Can you transcribe every record below exactly as it appears?

[[ Entries provided, beginning ]]

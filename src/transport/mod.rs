//! # Transport Layer
//!
//! TCP listener that feeds accepted sockets into [`serve_host`](crate::service::serve_host).
//!
//! ## Shutdown
//! The listener stops accepting, disconnects every registered host, then
//! waits up to `server.shutdown_timeout` for sessions to finish.

pub mod tcp;

pub use tcp::{serve_listener, start_server, start_server_with_shutdown};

[[ Entries provided, end ]]

Answer for the task:
filename src/transport/mod.rs
//! # Transport Layer
//!
//! TCP listener that feeds accepted sockets into [`serve_host`](crate::service::serve_host).
//!
//! ## Shutdown
//! The listener stops accepting, disconnects every registered host, then
//! waits up to `server.shutdown_timeout` for sessions to finish.

pub mod tcp;

pub use tcp::{serve_listener, start_server, start_server_with_shutdown};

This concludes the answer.